Bossler, who is part of the TTEA’s negotiating team, isn’t alone in her want of stability. She said that at Kings Beach Elementary, where she works, there are three or four staff members who are renters and face the possibility of being asked to leave their homes. She also knows of teachers who are living in their cars, couch surfing in Reno, and paying double the rent they used to.
“I would say every teacher is struggling right now in a different capacity,” Bossler said. “… Our teachers are in this position where they make too much to qualify for low income and they make too little [to afford] housing.”
Probable uncertainties
The school year in question is almost over, but the district and union established this process of bargaining in arrears years ago so the administration can know exactly how much money the district has on hand to negotiate with.
To complicate matters further, regardless of which way or how far the needle moves in terms of property taxes, the money won’t be seen for a while. Todd Rivera, executive director of business services at the TTUSD and a member of its negotiating team, said the district is constantly working across three budget years at any given time because money coming in is from 18 months prior.
“The property taxes that we received this year in 2020/21 are based on the [tax] roles that capture Jan. 2, 2019 to Jan. 1, 2020,” Rivera said. “The property taxes that we’ll receive next year will be based on assessed valuations from Jan. 2, 2020 to Jan. 1, 2021.”
Because the district encompasses multiple counties, it is in a unique situation when it comes to the calculations. When Rivera receives the finalized assessed values, normally by the end of July, he’ll do his own math: “I’ll get the assessed valuation and I’ll compare it to the prior year’s assessed valuation. Based on what we received in actual property taxes, I do a comparative (the assessed valuation equaled this much in property taxes) and calculate a ratio, and then I apply that to the new assessed value.”
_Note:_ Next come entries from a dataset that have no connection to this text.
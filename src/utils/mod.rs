// src/utils/mod.rs

pub mod de;
pub mod jwt;
// src/models/report.rs

//! Derived, display-ready report records. Nothing here is persisted.

use serde::Serialize;

/// One row of the report list: a single attempt with its computed score.
#[derive(Debug, Clone, PartialEq, Serialize)]
#[serde(rename_all = "camelCase")]
pub struct ReportSummary {
    pub result_id: i64,
    /// Human-facing report id, e.g. `RP0501`.
    pub reference: String,
    pub test_title: String,
    pub score: i64,
    pub correct_answers: i64,
    pub wrong_answers: i64,
    pub unanswered_questions: i64,
}

/// Outcome of a single reviewed question.
#[derive(Debug, Clone, Copy, PartialEq, Eq, Serialize)]
pub enum AnswerStatus {
    Correct,
    Wrong,
    Unattempted,
}

/// How an option should be highlighted in the review.
#[derive(Debug, Clone, Copy, PartialEq, Eq, Serialize)]
#[serde(rename_all = "kebab-case")]
pub enum OptionMark {
    SelectedAndCorrect,
    SelectedAndWrong,
    NotSelected,
}

#[derive(Debug, Clone, PartialEq, Serialize)]
pub struct ReviewOption {
    pub text: String,
    pub mark: OptionMark,
}

/// Per-question breakdown of one attempt.
#[derive(Debug, Clone, PartialEq, Serialize)]
#[serde(rename_all = "camelCase")]
pub struct ReviewEntry {
    /// 1-based position among the reviewed questions.
    pub question_number: usize,
    pub question_id: i64,
    pub question_text: String,
    pub options: Vec<ReviewOption>,
    pub selected_option: Option<String>,
    pub correct_option: String,
    pub is_correct: bool,
    pub status: AnswerStatus,
}

/// Counts of each status over a review.
#[derive(Debug, Clone, Copy, Default, PartialEq, Eq, Serialize)]
pub struct ReviewTally {
    pub correct: usize,
    pub wrong: usize,
    pub unattempted: usize,
}

impl ReviewTally {
    pub fn from_entries(entries: &[ReviewEntry]) -> Self {
        entries.iter().fold(Self::default(), |mut tally, entry| {
            match entry.status {
                AnswerStatus::Correct => tally.correct += 1,
                AnswerStatus::Wrong => tally.wrong += 1,
                AnswerStatus::Unattempted => tally.unattempted += 1,
            }
            tally
        })
    }
}

/// Response for the report list of one test.
///
/// An empty `reports` list still carries the test title so the UI can say
/// which test has no reports.
#[derive(Debug, Serialize)]
#[serde(rename_all = "camelCase")]
pub struct ReportListResponse {
    pub test_id: i64,
    pub test_title: String,
    pub reports: Vec<ReportSummary>,
}

/// Response for the detailed review of one attempt.
#[derive(Debug, Serialize)]
#[serde(rename_all = "camelCase")]
pub struct ReportReviewResponse {
    pub result_id: i64,
    pub test_id: i64,
    pub test_title: String,
    pub max_marks: i64,
    pub tally: ReviewTally,
    pub entries: Vec<ReviewEntry>,
}
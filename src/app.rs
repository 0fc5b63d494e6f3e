use ratatui::widgets::ListState;

use livescroll_news::FeedState;

/// Work the user asked the service to do.
#[derive(Debug, Clone, Copy, PartialEq, Eq)]
pub enum Request {
    Discover,
    Refresh,
}

pub struct App {
    /// Latest state published by the feed service.
    pub feed: FeedState,
    /// List selection state for scrolling.
    pub list_state: ListState,
    /// Whether the user has requested to quit.
    pub quit: bool,
    /// Request waiting to be handed to the service.
    pending: Option<Request>,
}

impl App {
    pub fn new(feed: FeedState) -> Self {
        Self {
            feed,
            list_state: ListState::default(),
            quit: false,
            pending: None,
        }
    }

    /// Take a newly published state, keeping the selection in range.
    pub fn sync(&mut self, feed: FeedState) {
        self.feed = feed;
        match self.list_state.selected() {
            Some(_) if self.feed.items.is_empty() => self.list_state.select(None),
            Some(i) if i >= self.feed.items.len() => {
                self.list_state.select(Some(self.feed.items.len() - 1))
            }
            _ => {}
        }
    }

    pub fn request(&mut self, request: Request) {
        self.pending = Some(request);
    }

    pub fn take_request(&mut self) -> Option<Request> {
        self.pending.take()
    }

    // -- navigation ----------------------------------------------------------

    pub fn select_next(&mut self) {
        if self.feed.items.is_empty() {
            return;
        }
        let i = match self.list_state.selected() {
            Some(i) => (i + 1).min(self.feed.items.len() - 1),
            None => 0,
        };
        self.list_state.select(Some(i));
    }

    pub fn select_previous(&mut self) {
        if self.feed.items.is_empty() {
            return;
        }
        let i = match self.list_state.selected() {
            Some(i) => i.saturating_sub(1),
            None => 0,
        };
        self.list_state.select(Some(i));
    }

    pub fn select_first(&mut self) {
        if !self.feed.items.is_empty() {
            self.list_state.select(Some(0));
        }
    }

    pub fn select_last(&mut self) {
        if !self.feed.items.is_empty() {
            self.list_state.select(Some(self.feed.items.len() - 1));
        }
    }
}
The district’s previous year-over-year percent changes, as well as the 21/22 projection, in property taxes are as follows:
Fiscal Year | Percent Change in Property Taxes |
2016/17 | 5.92% |
2017/18 | 6.05% |
2018/19 | 6.84% |
2019/20 | 5.63% |
2020/21 | 5.06% (projected) |
2021/22 | 3.25% (projected) |
“The 5.06[%] increase is the year-over-year estimated increase from 2019 to the current fiscal year,” Rivera explained. “The 3.25[%] that I’m projecting is the increase for next year’s budget. I’m taking basically everything that we have right now as far as a property tax estimate — which, for us, equated to a 5% increase over last year — I’m taking the total dollar amount that we have in the budget this year for property taxes and increasing that by 3.25%. For us, the increase in property taxes in value is over $1.7 million in next year’s budget.”
The perks of being “basic”
As a basic aid district, TTUSD receives its general-purpose funds through a formula based on property tax changes. Districts not in that category receive funding according to a Local Control Funding Formula (or LCFF), which is calculated combining property taxes and state aid. The TTUSD has been a basic aid district for over 16 years.
Szczurek, who guessed about 10%, or 100, of California districts are basic aid, described the breakdown: “If you reach a level where you would get more from your property tax that’s allocated by the county than you would get under the state’s formula, at a per pupil amount, then yes, you’re a basic aid district. Generally, yes, we would be receiving more than a LCFF district per pupil based on our property tax revenues.”
Basic aid districts tend to have larger budgets than their counterparts because their property tax revenues are from homes that are of higher value. Such a classification for the rural TTUSD allows property tax funding to be spread across fewer students, yielding higher wages to staff, more programs and positions, and smaller class sizes. Halvorsen said TTUSD receives substantially more funding per student than any of the 17 districts he currently works with across the Sierra Nevada region. None of the other 16 are basic aid districts.
“Yes, we do have a higher per pupil revenue like basic aid districts,” Szczurek said. “We also have a higher per pupil expenditure, which I’m proud of. That’s our job.”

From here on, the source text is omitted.